This is a guest post by Richard Widerkehr.

I enjoyed reading Bethany Reid’s blog that mentioned Dylan Thomas’s 67 revisions of “Fern Hill,” a poem I’ve loved for a long time. I remember hearing a story told by the poet Erin Belieu, who said that her husband, a writer, looked through her drafts of a poem and said, “I think you had it at the seventh draft, not the twenty-seventh.” It can be hard to tell at the time, and if you can tear yourself away from trying to get it just right, let some time pass, you can sometimes see more clearly what changes need to be made. Also, one change can lead to other ideas, if you let it.

The most helpful thing I heard about revision in the last few years is what Joe Stroud said: If you find yourself grinding away at a poem and can’t get it right, try reworking it in prose, which can give us sensory details we leave out. Since my first drafts are often telegraphic and leave out things the reader needs to know, putting in more can be helpful. If we’ve been to workshops, people will often tell us what can be cut. Sometimes, the hard part is seeing what we left out. We hide the Easter eggs, as Annie Dillard said. She said she asks herself when she thinks she’s done, “What did I leave out?” If it doesn’t go in this poem, it can lead to the next one.
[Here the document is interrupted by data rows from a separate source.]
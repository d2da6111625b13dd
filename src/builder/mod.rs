//! Serialization of captured exchanges into transaction records.
//!
//! Produces records in exactly the shape the capturing backend sends them:
//! base64 wire bytes, content type essence, body validation with error
//! offsets, parsed form fields and binary detection. Embedding backends,
//! tests and benchmarks use it to feed the store.

use crate::decoder::encode_base64;
use crate::formatter::content_type::{essence, FORM_URLENCODED};
use crate::formatter::json::check_json;
use crate::formatter::xml::check_xml;
use crate::models::message::ValueMap;
use crate::models::serde_helpers::FORM_VALUE_SEPARATOR;
use crate::models::{BodyRecord, BodyText, MessageRecord, TransactionRecord};
use serde_json::Value;
use std::collections::BTreeMap;
use std::time::Duration;
use url::form_urlencoded;
use uuid::Uuid;

/// Length of generated transaction ids (hex digits).
pub const TRANSACTION_ID_LEN: usize = 16;

/// Generates a random transaction id of [`TRANSACTION_ID_LEN`] hex digits.
pub fn new_transaction_id() -> String {
    let mut id = Uuid::new_v4().simple().to_string();
    id.truncate(TRANSACTION_ID_LEN);
    id
}

/// Builds the body record for a message.
///
/// The content type essence is taken from the `Content-Type` header value.
/// XML and JSON bodies are validated: a syntax error sets `error` and the
/// byte offset of the error (for XML, the start of the offending line).
/// Urlencoded bodies get their form fields parsed.
///
/// # Arguments
///
/// * `content_type` - The raw `Content-Type` header value, empty if absent
/// * `body` - Body bytes
///
/// # Examples
///
/// ```
/// use txn_inspector::builder::make_body;
///
/// let body = make_body("application/json; charset=utf-8", br#"{"a": tru}"#);
/// assert_eq!(body.content_type, "application/json");
/// assert!(body.error.is_some());
/// assert!(body.error_offset >= 6);
/// ```
pub fn make_body(content_type: &str, body: &[u8]) -> BodyRecord {
    let mut record = BodyRecord {
        raw_content_type: content_type.to_string(),
        text: BodyText::Encoded(encode_base64(body)),
        length: body.len(),
        ..Default::default()
    };

    if content_type.is_empty() {
        return record;
    }
    record.content_type = content_type
        .split(';')
        .next()
        .unwrap_or_default()
        .trim()
        .to_string();

    match essence(content_type).as_str() {
        "application/xml" | "text/xml" => {
            if let Err(e) = check_xml(&String::from_utf8_lossy(body)) {
                record.error = Some(e.to_string());
                record.error_offset = offset_for_line(body, e.line) as i64;
            }
        }
        "application/json" => {
            if let Err(e) = check_json(body) {
                record.error = Some(e.message);
                record.error_offset = e.offset as i64;
            }
        }
        FORM_URLENCODED => match parse_form(body) {
            Ok(fields) => record.form_fields = fields,
            Err(message) => record.error = Some(message),
        },
        _ => {}
    }

    record
}

/// Byte offset of the start of a 1-based line.
fn offset_for_line(body: &[u8], line: usize) -> usize {
    body.split_inclusive(|&b| b == b'\n')
        .take(line.saturating_sub(1))
        .map(<[u8]>::len)
        .sum()
}

/// Parses an urlencoded form, joining repeated keys.
///
/// Fails on a malformed percent escape.
fn parse_form(body: &[u8]) -> Result<BTreeMap<String, String>, String> {
    if let Some(bad) = invalid_escape(body) {
        return Err(format!("invalid URL escape {:?}", bad));
    }

    let mut fields: BTreeMap<String, String> = BTreeMap::new();
    for (key, value) in form_urlencoded::parse(body) {
        fields
            .entry(key.into_owned())
            .and_modify(|joined| {
                joined.push_str(FORM_VALUE_SEPARATOR);
                joined.push_str(&value);
            })
            .or_insert_with(|| value.into_owned());
    }
    Ok(fields)
}

/// Finds the first `%` not followed by two hex digits.
fn invalid_escape(body: &[u8]) -> Option<String> {
    body.iter().enumerate().find_map(|(i, &b)| {
        if b != b'%' {
            return None;
        }
        let escape = &body[i..(i + 3).min(body.len())];
        let valid = escape.len() == 3 && escape[1..].iter().all(u8::is_ascii_hexdigit);
        (!valid).then(|| String::from_utf8_lossy(escape).into_owned())
    })
}

fn header_map(headers: &[(String, String)]) -> ValueMap {
    let mut map = ValueMap::new();
    for (name, value) in headers {
        map.entry(name.clone()).or_default().push(value.clone());
    }
    map
}

fn header_value<'a>(headers: &'a [(String, String)], name: &str) -> &'a str {
    headers
        .iter()
        .find(|(n, _)| n.eq_ignore_ascii_case(name))
        .map(|(_, v)| v.as_str())
        .unwrap_or("")
}

fn write_wire(start_line: &str, headers: &[(String, String)], body: &[u8]) -> Vec<u8> {
    let mut wire = Vec::with_capacity(start_line.len() + body.len() + 64);
    wire.extend_from_slice(start_line.as_bytes());
    wire.extend_from_slice(b"\r\n");
    for (name, value) in headers {
        wire.extend_from_slice(format!("{}: {}\r\n", name, value).as_bytes());
    }
    wire.extend_from_slice(b"\r\n");
    wire.extend_from_slice(body);
    wire
}

/// A captured HTTP request.
#[derive(Debug, Clone, Default, PartialEq, Eq)]
pub struct CapturedRequest {
    pub method: String,
    /// Request target, path plus optional query.
    pub uri: String,
    pub headers: Vec<(String, String)>,
    pub body: Vec<u8>,
}

impl CapturedRequest {
    pub fn new(method: impl Into<String>, uri: impl Into<String>) -> Self {
        Self {
            method: method.into(),
            uri: uri.into(),
            ..Default::default()
        }
    }

    pub fn header(mut self, name: impl Into<String>, value: impl Into<String>) -> Self {
        self.headers.push((name.into(), value.into()));
        self
    }

    pub fn body(mut self, body: impl Into<Vec<u8>>) -> Self {
        self.body = body.into();
        self
    }

    /// The request as it appeared on the wire.
    pub fn to_wire(&self) -> Vec<u8> {
        let start_line = format!("{} {} HTTP/1.1", self.method, self.uri);
        write_wire(&start_line, &self.headers, &self.body)
    }

    /// Serializes the request side of a transaction.
    pub fn to_message(&self) -> MessageRecord {
        let wire = self.to_wire();
        let (path, query) = self.uri.split_once('?').unwrap_or((self.uri.as_str(), ""));

        let mut params = ValueMap::new();
        for (key, value) in form_urlencoded::parse(query.as_bytes()) {
            params
                .entry(key.into_owned())
                .or_default()
                .push(value.into_owned());
        }

        MessageRecord {
            raw_encoded: Some(encode_base64(&wire)),
            is_binary: std::str::from_utf8(&wire).is_err(),
            method_path: Some(format!("{} {}", self.method, path)),
            params,
            header: header_map(&self.headers),
            body: make_body(header_value(&self.headers, "Content-Type"), &self.body),
            ..Default::default()
        }
    }
}

/// A captured HTTP response.
#[derive(Debug, Clone, Default, PartialEq, Eq)]
pub struct CapturedResponse {
    pub status: u16,
    pub reason: String,
    pub headers: Vec<(String, String)>,
    pub body: Vec<u8>,
}

impl CapturedResponse {
    pub fn new(status: u16, reason: impl Into<String>) -> Self {
        Self {
            status,
            reason: reason.into(),
            ..Default::default()
        }
    }

    pub fn header(mut self, name: impl Into<String>, value: impl Into<String>) -> Self {
        self.headers.push((name.into(), value.into()));
        self
    }

    pub fn body(mut self, body: impl Into<Vec<u8>>) -> Self {
        self.body = body.into();
        self
    }

    /// Status line without the protocol, e.g. `"404 Not Found"`.
    pub fn status_line(&self) -> String {
        format!("{} {}", self.status, self.reason)
    }

    /// The response as it appeared on the wire.
    pub fn to_wire(&self) -> Vec<u8> {
        let start_line = format!("HTTP/1.1 {}", self.status_line());
        write_wire(&start_line, &self.headers, &self.body)
    }

    /// Serializes the response side of a transaction.
    pub fn to_message(&self) -> MessageRecord {
        let wire = self.to_wire();
        MessageRecord {
            raw_encoded: Some(encode_base64(&wire)),
            is_binary: std::str::from_utf8(&wire).is_err(),
            status_code: Some(self.status_line()),
            header: header_map(&self.headers),
            body: make_body(header_value(&self.headers, "Content-Type"), &self.body),
            ..Default::default()
        }
    }
}

/// One complete captured exchange.
#[derive(Debug, Clone, PartialEq)]
pub struct CapturedExchange {
    pub request: CapturedRequest,
    pub response: CapturedResponse,
    /// Capture time, unix seconds.
    pub start: i64,
    pub duration: Duration,
    /// Tunnel/connection context, passed through to the record.
    pub conn_ctx: Value,
}

impl CapturedExchange {
    pub fn new(request: CapturedRequest, response: CapturedResponse) -> Self {
        Self {
            request,
            response,
            start: 0,
            duration: Duration::ZERO,
            conn_ctx: Value::Null,
        }
    }

    /// Serializes the exchange under a fresh id.
    pub fn to_record(&self) -> TransactionRecord {
        self.to_record_with_id(new_transaction_id())
    }

    /// Serializes the exchange under the given id.
    pub fn to_record_with_id(&self, id: impl Into<String>) -> TransactionRecord {
        TransactionRecord {
            id: id.into(),
            duration_nanos: i64::try_from(self.duration.as_nanos()).unwrap_or(i64::MAX),
            start: self.start,
            conn_ctx: self.conn_ctx.clone(),
            request: self.request.to_message(),
            response: self.response.to_message(),
            formatted_duration: None,
            processed: false,
        }
    }
}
One example of how I did this is how I worked on my long poem, “Her Story of Fire.” Someone told me Alberto Ríos had given an assignment to write one poem and then write the reply or opposite of that poem. What I did was use two speakers with different voices — one was a mentally ill woman, and the other speaker was her brother. One spoke; the other replied, though they often talked past each other. This exercise became the long title poem of my book Her Story of Fire (Egress Studio Press).

I liked Bethany’s suggestions to rewrite a poem in a different form or using different line lengths or stanza patterns. Sometimes I’ve tried that, and I’ve also tried using different pronouns (you, he, she, we) for the narrator. Often I’ve changed the verb tense from past to present if I want more immediacy.
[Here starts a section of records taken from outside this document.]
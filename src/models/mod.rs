//! Core data models for captured HTTP transactions.
//!
//! Records are deserialized from the JSON produced by the capturing backend,
//! so field names on the wire follow its PascalCase convention (`Id`, `Req`,
//! `Resp`, `Body`, ...). Fields derived by the pipeline are serialized under
//! their own names and are never required on input.

pub mod body;
pub mod message;
pub mod serde_helpers;
pub mod transaction;

pub use body::{BodyRecord, BodyText};
pub use message::MessageRecord;
pub use transaction::{InitialPayload, TransactionRecord, UiState};
//! Configuration schema for the inspector.
//!
//! Defines the user-configurable settings and their validation rules.

use crate::formatter::{DEFAULT_INDENT_WIDTH, DEFAULT_MAX_FORMAT_SIZE};
use serde::{Deserialize, Serialize};
use url::Url;

/// Largest accepted indentation width.
pub const MAX_INDENT_WIDTH: usize = 8;

/// Inspector settings, read from the `"inspector"` settings object.
///
/// Missing settings fall back to their defaults.
#[derive(Debug, Clone, PartialEq, Eq, Serialize, Deserialize)]
#[serde(rename_all = "camelCase")]
pub struct InspectorConfig {
    /// Base URL of the capturing backend that serves the replay command.
    ///
    /// Defaults to `http://127.0.0.1:4040`. Must be an `http` or `https` URL.
    #[serde(default = "default_replay_base_url")]
    pub replay_base_url: String,

    /// Spaces per nesting level when pretty-printing bodies.
    ///
    /// Defaults to 4. Must be between 1 and 8.
    #[serde(default = "default_indent_width")]
    pub indent_width: usize,

    /// Bodies larger than this many bytes are shown without pretty-printing.
    ///
    /// Defaults to 10MB. Must be > 0.
    #[serde(default = "default_max_format_size")]
    pub max_format_size: usize,

    /// Whether XML and JSON bodies are re-indented. Defaults to true.
    #[serde(default = "default_pretty_print")]
    pub pretty_print: bool,
}

impl Default for InspectorConfig {
    fn default() -> Self {
        Self {
            replay_base_url: default_replay_base_url(),
            indent_width: default_indent_width(),
            max_format_size: default_max_format_size(),
            pretty_print: default_pretty_print(),
        }
    }
}

impl InspectorConfig {
    /// Validates the configuration.
    ///
    /// # Returns
    ///
    /// `Ok(())` if all settings are valid, or `Err` with a descriptive error message.
    pub fn validate(&self) -> Result<(), String> {
        if self.indent_width == 0 || self.indent_width > MAX_INDENT_WIDTH {
            return Err(format!(
                "indentWidth must be between 1 and {}",
                MAX_INDENT_WIDTH
            ));
        }

        if self.max_format_size == 0 {
            return Err("maxFormatSize must be greater than 0".to_string());
        }

        let url = Url::parse(&self.replay_base_url)
            .map_err(|e| format!("replayBaseUrl is not a valid URL: {}", e))?;
        if !matches!(url.scheme(), "http" | "https") {
            return Err("replayBaseUrl must use http or https".to_string());
        }

        Ok(())
    }

    /// Merges this configuration with another, using values from `other`.
    pub fn merge(&self, other: &InspectorConfig) -> Self {
        Self {
            replay_base_url: other.replay_base_url.clone(),
            indent_width: other.indent_width,
            max_format_size: other.max_format_size,
            pretty_print: other.pretty_print,
        }
    }
}

fn default_replay_base_url() -> String {
    "http://127.0.0.1:4040".to_string()
}

fn default_indent_width() -> usize {
    DEFAULT_INDENT_WIDTH
}

fn default_max_format_size() -> usize {
    DEFAULT_MAX_FORMAT_SIZE
}

fn default_pretty_print() -> bool {
    true
}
One thing I do in revising that I haven’t heard many other poets do is find a word that sounds like or rhymes with a word that doesn’t work. Yeats changed “a mass of shadows” to “a mess of shadows.” But then I tend to write using sound and rhythm to lead me to what I want to say, so that works for me and helps me discover or uncover the meaning as I go along, which I like to do. When I wrote my novel, Sedimental Journey (Tarragon Books), it started as a short story about a geologist in love with a fictional character. Later, I made plot outlines but didn’t follow them. It took me nine years to finish the book and another fifteen years to find a publisher.
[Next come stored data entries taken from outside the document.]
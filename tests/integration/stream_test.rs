//! Store behavior across an initial batch followed by live updates.

use super::{init_test_env, json_exchange, serialized};
use serde_json::json;
use txn_inspector::replay::ReplayRequest;
use txn_inspector::store::{EventOutcome, Inspector, InspectorEvent, StoreError, TransactionStore};

fn batch_json(ids: &[&str]) -> String {
    let txns: Vec<serde_json::Value> = ids
        .iter()
        .map(|id| {
            let record = json_exchange(200, "OK", r#"{"id":1}"#).to_record_with_id(*id);
            serde_json::to_value(record).unwrap()
        })
        .collect();
    json!({
        "Txns": txns,
        "UiState": {"Tunnels": [{"PublicUrl": "https://abc.example.io", "Proto": "https"}]}
    })
    .to_string()
}

#[test]
fn test_initial_batch_activates_only_the_first_record() {
    init_test_env();
    let mut store = TransactionStore::default();
    store
        .initialize_from_json(&batch_json(&["c", "b", "a"]))
        .unwrap();

    let ids: Vec<&str> = store.all().iter().map(|t| t.id.as_str()).collect();
    assert_eq!(ids, vec!["c", "b", "a"]);
    assert_eq!(store.get_active().unwrap().id, "c");
    assert!(store.get("c").unwrap().is_processed());
    assert!(!store.get("b").unwrap().is_processed());
    assert!(store
        .all()
        .iter()
        .all(|t| t.formatted_duration.as_deref() == Some("2.34ms")));
    assert_eq!(store.tunnels().len(), 1);
}

#[test]
fn test_streamed_records_wait_until_selected() {
    init_test_env();
    let mut store = TransactionStore::default();
    store.initialize_from_json(&batch_json(&["a"])).unwrap();

    let id = store
        .add_streamed(&serialized(&json_exchange(404, "Not Found", "{}"), "new"))
        .unwrap();
    assert_eq!(id, "new");
    assert_eq!(store.all()[0].id, "new");
    assert_eq!(store.get_active().unwrap().id, "a");
    assert!(!store.get("new").unwrap().is_processed());

    store.activate("new").unwrap();
    let first = store.get("new").unwrap().clone();
    assert!(first.is_processed());

    store.activate("a").unwrap();
    store.activate("new").unwrap();
    assert_eq!(store.get("new").unwrap(), &first);
}

#[test]
fn test_empty_batch_then_first_stream_is_activated() {
    init_test_env();
    let mut store = TransactionStore::default();
    store.initialize_from_json("[]").unwrap();
    assert!(store.get_active().is_none());
    assert!(store.replay_request().is_none());

    store
        .add_streamed(&serialized(&json_exchange(200, "OK", "[]"), "first"))
        .unwrap();
    assert_eq!(store.replay_request(), Some(ReplayRequest::new("first")));
}

#[test]
fn test_corrupt_record_stays_unprocessed() {
    init_test_env();
    let mut store = TransactionStore::default();
    let mut record = json_exchange(200, "OK", "{}").to_record_with_id("bad");
    record.response.raw_encoded = Some("not base64!".to_string());
    let json = serde_json::to_string(&record).unwrap();

    let err = store.add_streamed(&json).unwrap_err();
    assert!(matches!(err, StoreError::Decode { .. }));
    assert_eq!(err.transaction_id(), Some("bad"));

    let active = store.get_active().unwrap();
    assert_eq!(active.id, "bad");
    assert!(!active.is_processed());
    assert!(active.response.hex_dump.is_none());
}

#[test]
fn test_event_sequence() {
    init_test_env();
    let mut inspector = Inspector::default();
    let outcomes = inspector.run(vec![
        InspectorEvent::Connected,
        InspectorEvent::Message(serialized(&json_exchange(200, "OK", "{}"), "one")),
        InspectorEvent::Message(serialized(&json_exchange(500, "Oops", "{}"), "two")),
        InspectorEvent::Message(serialized(&json_exchange(500, "Oops", "{}"), "two")),
        InspectorEvent::Select("two".to_string()),
        InspectorEvent::Replay,
        InspectorEvent::Disconnected("closed".to_string()),
    ]);

    assert_eq!(outcomes.len(), 7);
    assert_eq!(outcomes[0], EventOutcome::Ignored);
    assert_eq!(
        outcomes[1],
        EventOutcome::Inserted {
            id: "one".to_string(),
            activated: true
        }
    );
    assert_eq!(
        outcomes[2],
        EventOutcome::Inserted {
            id: "two".to_string(),
            activated: false
        }
    );
    assert!(matches!(
        outcomes[3],
        EventOutcome::Rejected(StoreError::DuplicateTransaction(_))
    ));
    assert_eq!(outcomes[4], EventOutcome::Activated("two".to_string()));
    assert_eq!(outcomes[5], EventOutcome::Replay(ReplayRequest::new("two")));
    assert_eq!(outcomes[6], EventOutcome::Ignored);
    assert_eq!(inspector.store().len(), 2);
}
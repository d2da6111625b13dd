//! Hex dump rendering for raw wire messages.
//!
//! Layout, per line of eight bytes:
//!
//! ```text
//! 47 45 54 20 2f 20 48 54 \tG E T   /   H T \n
//! ```
//!
//! Each byte is two lowercase hex digits and a space; the ASCII column shows
//! printable bytes as themselves and everything else as `.`, each followed
//! by a space. The last line has no trailing newline, and a short last line
//! is padded so its ASCII column lines up with the lines above.

/// Bytes per line.
pub const GROUP_SIZE: usize = 8;

/// Width of one hex cell (`"ff "`).
const HEX_CELL: &str = "   ";

const HEX_DIGITS: &[u8; 16] = b"0123456789abcdef";

/// Renders `bytes` as a hex dump.
///
/// # Examples
///
/// ```
/// use txn_inspector::decoder::hexdump::hex_dump;
///
/// assert_eq!(hex_dump(b"Hi"), "48 69                   \tH i ");
/// assert_eq!(hex_dump(b""), "");
/// ```
pub fn hex_dump(bytes: &[u8]) -> String {
    let lines = bytes.len().div_ceil(GROUP_SIZE);
    // hex column + tab + ascii column + newline
    let mut out = String::with_capacity(lines * (GROUP_SIZE * 5 + 2));
    let mut ascii = String::with_capacity(GROUP_SIZE * 2);

    for (i, &b) in bytes.iter().enumerate() {
        if i != 0 && i % GROUP_SIZE == 0 {
            out.push('\t');
            out.push_str(&ascii);
            out.push('\n');
            ascii.clear();
        }

        out.push(HEX_DIGITS[(b >> 4) as usize] as char);
        out.push(HEX_DIGITS[(b & 0x0f) as usize] as char);
        out.push(' ');

        ascii.push(printable(b));
        ascii.push(' ');
    }

    if !ascii.is_empty() {
        let filled = ascii.len() / 2;
        for _ in filled..GROUP_SIZE {
            out.push_str(HEX_CELL);
        }
        out.push('\t');
        out.push_str(&ascii);
    }

    out
}

fn printable(b: u8) -> char {
    if (0x20..=0x7e).contains(&b) {
        b as char
    } else {
        '.'
    }
}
What did I leave out of this short piece? How to persist and keep writing. One thing I’ve done is switch genres when I got frustrated or bored with what I’m doing. My novel started as a fun break from my serious poems, though it changed and became funny-sad as it grew. My new book of poems, In The Presence Of Absence, will come out in September from MoonPath Press, but I don’t know what comes next.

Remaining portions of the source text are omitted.